Silver Arts 2019: A Celebration of the Old and the Young10 min readReading Time: 7 minutes
Silver Arts 2019, organised by the National Arts Council (NAC), is returning for its eighth edition this September! From music performances and exhibitions to exclusive film screenings and workshops, the programme line-up boasts activities that celebrate seniors and creative ageing.
This year, five short films will be screened as part of Singapore Silver Shorts, which include two commissioned films directed by K. Rajagopal and Chai Yee Wei titled A Dream I Did Not Dream and Family Affairs respectively. Memories, family, dreams, and identity are some of the themes that people, both young and old, can relate to, and these films attempt to encourage inter-generational bonding and appreciation of the seniors through the threads that tie us all together.
Here are the short films:
A Dream I Did Not Dream
Dir. K. Rajagopal
From his conversations with accomplished dancer and art administrator Dr. Uma Rajan, Rajagopal’s A Dream I Did Not Dream aims to portray the rejuvenating power of time, through the use of experimental, surrealistic elements.
Rajagopal’s attempt at celebrating the main character’s past memories translates into performative poetry in this short film, where we follow the main character as she explores her past while she journeys through her house. As she reminisces, old memories and broken connections are portrayed through snapshots of a flickering lightbulb, a decrepit grandfather clock, and scratched out photographs.

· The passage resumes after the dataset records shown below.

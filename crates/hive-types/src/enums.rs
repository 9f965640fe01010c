//! Enumeration types shared by every crate in the tick engine.
//!
//! Wire names match the persisted documents exactly (`constructedWall`,
//! `ranged_attack`, `market.fee`), so these enums round-trip through the
//! document store without translation tables.

use serde::{Deserialize, Serialize};

// ---------------------------------------------------------------------------
// Object types
// ---------------------------------------------------------------------------

/// The declared type of a room object.
#[derive(Debug, Clone, Copy, PartialEq, Eq, PartialOrd, Ord, Hash, Serialize, Deserialize)]
#[serde(rename_all = "camelCase")]
pub enum ObjectType {
    // --- Units ---
    /// A player-controlled unit built from body parts.
    Creep,
    /// A power creep currently present in a room.
    PowerCreep,

    // --- Owned structures ---
    /// Produces creeps.
    Spawn,
    /// Extra energy storage for spawning.
    Extension,
    /// Instant energy transfer between links in the same room.
    Link,
    /// Large resource storage.
    Storage,
    /// Room defense: attack, heal, repair.
    Tower,
    /// Reveals a distant room.
    Observer,
    /// Processes power into the owner's power total.
    PowerSpawn,
    /// Enables mineral harvesting.
    Extractor,
    /// Runs mineral reactions.
    Lab,
    /// Cross-room resource trade endpoint.
    Terminal,
    /// Launches nukes at rooms in range.
    Nuker,
    /// Produces commodities from recipes.
    Factory,
    /// Blocks hostile movement, protects whatever stands on it.
    Rampart,

    // --- Neutral structures ---
    /// Lowers movement fatigue.
    Road,
    /// Player-built wall.
    #[serde(rename = "constructedWall")]
    ConstructedWall,
    /// Unowned storage box.
    Container,
    /// The room controller.
    Controller,
    /// Source keeper spawner.
    KeeperLair,
    /// Inter-room or inter-shard teleport.
    Portal,
    /// Neutral power deposit.
    PowerBank,
    /// NPC stronghold core.
    InvaderCore,

    // --- Natural objects ---
    /// Regenerating energy source.
    Source,
    /// Harvestable mineral deposit.
    Mineral,
    /// Commodity deposit in highway rooms.
    Deposit,
    /// Dropped resource pile.
    Resource,
    /// Remains of a dead creep.
    Tombstone,
    /// Remains of a destroyed structure.
    Ruin,
    /// Planned structure under construction.
    ConstructionSite,
    /// An incoming nuke.
    Nuke,
}

impl ObjectType {
    /// Whether the type is a structure that can be owned and therefore
    /// takes part in the activation rule.
    pub const fn is_owned_structure(self) -> bool {
        matches!(
            self,
            Self::Spawn
                | Self::Extension
                | Self::Link
                | Self::Storage
                | Self::Tower
                | Self::Observer
                | Self::PowerSpawn
                | Self::Extractor
                | Self::Lab
                | Self::Terminal
                | Self::Nuker
                | Self::Factory
                | Self::Rampart
        )
    }

    /// Whether the type blocks movement onto its tile.
    ///
    /// Ramparts are handled separately since they only block non-owners.
    pub const fn is_obstacle(self) -> bool {
        matches!(
            self,
            Self::Spawn
                | Self::Extension
                | Self::Link
                | Self::Storage
                | Self::Tower
                | Self::Observer
                | Self::PowerSpawn
                | Self::Extractor
                | Self::Lab
                | Self::Terminal
                | Self::Nuker
                | Self::Factory
                | Self::ConstructedWall
                | Self::Controller
                | Self::KeeperLair
                | Self::PowerBank
                | Self::InvaderCore
                | Self::Source
                | Self::Mineral
                | Self::Deposit
        )
    }

    /// The wire name of this type.
    pub const fn as_str(self) -> &'static str {
        match self {
            Self::Creep => "creep",
            Self::PowerCreep => "powerCreep",
            Self::Spawn => "spawn",
            Self::Extension => "extension",
            Self::Link => "link",
            Self::Storage => "storage",
            Self::Tower => "tower",
            Self::Observer => "observer",
            Self::PowerSpawn => "powerSpawn",
            Self::Extractor => "extractor",
            Self::Lab => "lab",
            Self::Terminal => "terminal",
            Self::Nuker => "nuker",
            Self::Factory => "factory",
            Self::Rampart => "rampart",
            Self::Road => "road",
            Self::ConstructedWall => "constructedWall",
            Self::Container => "container",
            Self::Controller => "controller",
            Self::KeeperLair => "keeperLair",
            Self::Portal => "portal",
            Self::PowerBank => "powerBank",
            Self::InvaderCore => "invaderCore",
            Self::Source => "source",
            Self::Mineral => "mineral",
            Self::Deposit => "deposit",
            Self::Resource => "resource",
            Self::Tombstone => "tombstone",
            Self::Ruin => "ruin",
            Self::ConstructionSite => "constructionSite",
            Self::Nuke => "nuke",
        }
    }
}

impl core::fmt::Display for ObjectType {
    fn fmt(&self, f: &mut core::fmt::Formatter<'_>) -> core::fmt::Result {
        f.write_str(self.as_str())
    }
}

// ---------------------------------------------------------------------------
// Body parts
// ---------------------------------------------------------------------------

/// A creep body part type.
#[derive(Debug, Clone, Copy, PartialEq, Eq, PartialOrd, Ord, Hash, Serialize, Deserialize)]
#[serde(rename_all = "snake_case")]
pub enum BodyPartType {
    /// Reduces fatigue.
    Move,
    /// Harvests, builds, repairs, upgrades.
    Work,
    /// Adds 50 carry capacity.
    Carry,
    /// Melee attack.
    Attack,
    /// Ranged attack.
    RangedAttack,
    /// Heals creeps.
    Heal,
    /// Cheap hit points.
    Tough,
    /// Claims and reserves controllers.
    Claim,
}

impl BodyPartType {
    /// Every body part type, in canonical order.
    pub const ALL: [Self; 8] = [
        Self::Move,
        Self::Work,
        Self::Carry,
        Self::Attack,
        Self::RangedAttack,
        Self::Heal,
        Self::Tough,
        Self::Claim,
    ];

    /// Parse a wire name such as `ranged_attack`.
    pub fn parse(name: &str) -> Option<Self> {
        match name {
            "move" => Some(Self::Move),
            "work" => Some(Self::Work),
            "carry" => Some(Self::Carry),
            "attack" => Some(Self::Attack),
            "ranged_attack" => Some(Self::RangedAttack),
            "heal" => Some(Self::Heal),
            "tough" => Some(Self::Tough),
            "claim" => Some(Self::Claim),
            _ => None,
        }
    }

    /// The wire name of this part.
    pub const fn as_str(self) -> &'static str {
        match self {
            Self::Move => "move",
            Self::Work => "work",
            Self::Carry => "carry",
            Self::Attack => "attack",
            Self::RangedAttack => "ranged_attack",
            Self::Heal => "heal",
            Self::Tough => "tough",
            Self::Claim => "claim",
        }
    }
}

// ---------------------------------------------------------------------------
// Directions
// ---------------------------------------------------------------------------

/// One of the eight compass directions, numbered 1 (top) clockwise to 8.
#[derive(Debug, Clone, Copy, PartialEq, Eq, PartialOrd, Ord, Hash, Serialize, Deserialize)]
#[serde(try_from = "u8", into = "u8")]
pub enum Direction {
    /// y - 1
    Top,
    /// x + 1, y - 1
    TopRight,
    /// x + 1
    Right,
    /// x + 1, y + 1
    BottomRight,
    /// y + 1
    Bottom,
    /// x - 1, y + 1
    BottomLeft,
    /// x - 1
    Left,
    /// x - 1, y - 1
    TopLeft,
}

impl Direction {
    /// All directions in numeric order.
    pub const ALL: [Self; 8] = [
        Self::Top,
        Self::TopRight,
        Self::Right,
        Self::BottomRight,
        Self::Bottom,
        Self::BottomLeft,
        Self::Left,
        Self::TopLeft,
    ];

    /// The `(dx, dy)` step for this direction.
    pub const fn offset(self) -> (i8, i8) {
        match self {
            Self::Top => (0, -1),
            Self::TopRight => (1, -1),
            Self::Right => (1, 0),
            Self::BottomRight => (1, 1),
            Self::Bottom => (0, 1),
            Self::BottomLeft => (-1, 1),
            Self::Left => (-1, 0),
            Self::TopLeft => (-1, -1),
        }
    }

    /// The numeric wire value (1..=8).
    pub const fn number(self) -> u8 {
        match self {
            Self::Top => 1,
            Self::TopRight => 2,
            Self::Right => 3,
            Self::BottomRight => 4,
            Self::Bottom => 5,
            Self::BottomLeft => 6,
            Self::Left => 7,
            Self::TopLeft => 8,
        }
    }

    /// Parse a numeric wire value.
    pub const fn from_number(value: u8) -> Option<Self> {
        match value {
            1 => Some(Self::Top),
            2 => Some(Self::TopRight),
            3 => Some(Self::Right),
            4 => Some(Self::BottomRight),
            5 => Some(Self::Bottom),
            6 => Some(Self::BottomLeft),
            7 => Some(Self::Left),
            8 => Some(Self::TopLeft),
            _ => None,
        }
    }

    /// The direction from one tile to an adjacent one, if they differ.
    pub const fn between(dx: i32, dy: i32) -> Option<Self> {
        match (dx.signum(), dy.signum()) {
            (0, -1) => Some(Self::Top),
            (1, -1) => Some(Self::TopRight),
            (1, 0) => Some(Self::Right),
            (1, 1) => Some(Self::BottomRight),
            (0, 1) => Some(Self::Bottom),
            (-1, 1) => Some(Self::BottomLeft),
            (-1, 0) => Some(Self::Left),
            (-1, -1) => Some(Self::TopLeft),
            _ => None,
        }
    }
}

impl TryFrom<u8> for Direction {
    type Error = String;

    fn try_from(value: u8) -> Result<Self, Self::Error> {
        Self::from_number(value).ok_or_else(|| format!("invalid direction {value}"))
    }
}

impl From<Direction> for u8 {
    fn from(value: Direction) -> Self {
        value.number()
    }
}

// ---------------------------------------------------------------------------
// Terrain
// ---------------------------------------------------------------------------

/// Terrain of a single room tile.
#[derive(Debug, Clone, Copy, PartialEq, Eq, Hash, Default, Serialize, Deserialize)]
#[serde(rename_all = "lowercase")]
pub enum TerrainType {
    /// Walkable, normal movement cost.
    #[default]
    Plain,
    /// Walkable, five times the movement cost.
    Swamp,
    /// Impassable.
    Wall,
}

// ---------------------------------------------------------------------------
// Rooms, market, power
// ---------------------------------------------------------------------------

/// Lifecycle status of a room.
#[derive(Debug, Clone, Copy, PartialEq, Eq, Hash, Default, Serialize, Deserialize)]
#[serde(rename_all = "kebab-case")]
pub enum RoomStatus {
    /// Playable room.
    #[default]
    Normal,
    /// Room outside the world borders.
    OutOfBorders,
}

/// Side of a market order.
#[derive(Debug, Clone, Copy, PartialEq, Eq, Hash, Serialize, Deserialize)]
#[serde(rename_all = "lowercase")]
pub enum OrderType {
    /// The owner sells resources.
    Sell,
    /// The owner buys resources.
    Buy,
}

impl OrderType {
    /// Parse a wire name.
    pub fn parse(name: &str) -> Option<Self> {
        match name {
            "sell" => Some(Self::Sell),
            "buy" => Some(Self::Buy),
            _ => None,
        }
    }
}

/// Type tag of a money ledger entry.
#[derive(Debug, Clone, Copy, PartialEq, Eq, Hash, Serialize, Deserialize)]
pub enum MoneyLogType {
    /// Listing fee for creating or extending an order.
    #[serde(rename = "market.fee")]
    MarketFee,
    /// Credits spent buying from an order.
    #[serde(rename = "market.buy")]
    MarketBuy,
    /// Credits earned selling to an order.
    #[serde(rename = "market.sell")]
    MarketSell,
}

/// Class of a power creep.
#[derive(Debug, Clone, Copy, PartialEq, Eq, Hash, Serialize, Deserialize)]
#[serde(rename_all = "lowercase")]
pub enum PowerClass {
    /// The operator class, the only one available.
    Operator,
}

impl PowerClass {
    /// Parse a wire name.
    pub fn parse(name: &str) -> Option<Self> {
        (name == "operator").then_some(Self::Operator)
    }
}

#[cfg(test)]
#[allow(clippy::unwrap_used)]
mod tests {
    use super::*;

    #[test]
    fn object_type_wire_names() {
        let json = serde_json::to_string(&ObjectType::ConstructedWall).unwrap();
        assert_eq!(json, "\"constructedWall\"");
        let parsed: ObjectType = serde_json::from_str("\"powerSpawn\"").unwrap();
        assert_eq!(parsed, ObjectType::PowerSpawn);
        assert_eq!(ObjectType::PowerSpawn.as_str(), "powerSpawn");
    }

    #[test]
    fn body_parts_parse_snake_case() {
        for part in BodyPartType::ALL {
            assert_eq!(BodyPartType::parse(part.as_str()), Some(part));
        }
        assert_eq!(BodyPartType::parse("laser"), None);
        let json = serde_json::to_string(&BodyPartType::RangedAttack).unwrap();
        assert_eq!(json, "\"ranged_attack\"");
    }

    #[test]
    fn directions_serialize_as_numbers() {
        assert_eq!(serde_json::to_string(&Direction::BottomLeft).unwrap(), "6");
        let parsed: Direction = serde_json::from_str("8").unwrap();
        assert_eq!(parsed, Direction::TopLeft);
        assert!(serde_json::from_str::<Direction>("9").is_err());
    }

    #[test]
    fn direction_between_adjacent_tiles() {
        assert_eq!(Direction::between(1, 0), Some(Direction::Right));
        assert_eq!(Direction::between(-3, 2), Some(Direction::BottomLeft));
        assert_eq!(Direction::between(0, 0), None);
    }

    #[test]
    fn money_log_type_uses_dotted_names() {
        let json = serde_json::to_string(&MoneyLogType::MarketFee).unwrap();
        assert_eq!(json, "\"market.fee\"");
    }
}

The snippets of her history are a little scattered and random, and it is evocative of old age; any little thing or passing thought can awaken an old memory, and sometimes these memories seem more solid than reality itself. As her present self conjures up old memories, her younger self manifests in front of her and consoles her for the pain and ache that they’ve both experienced, though now lingering in different ways after weathering the age of time.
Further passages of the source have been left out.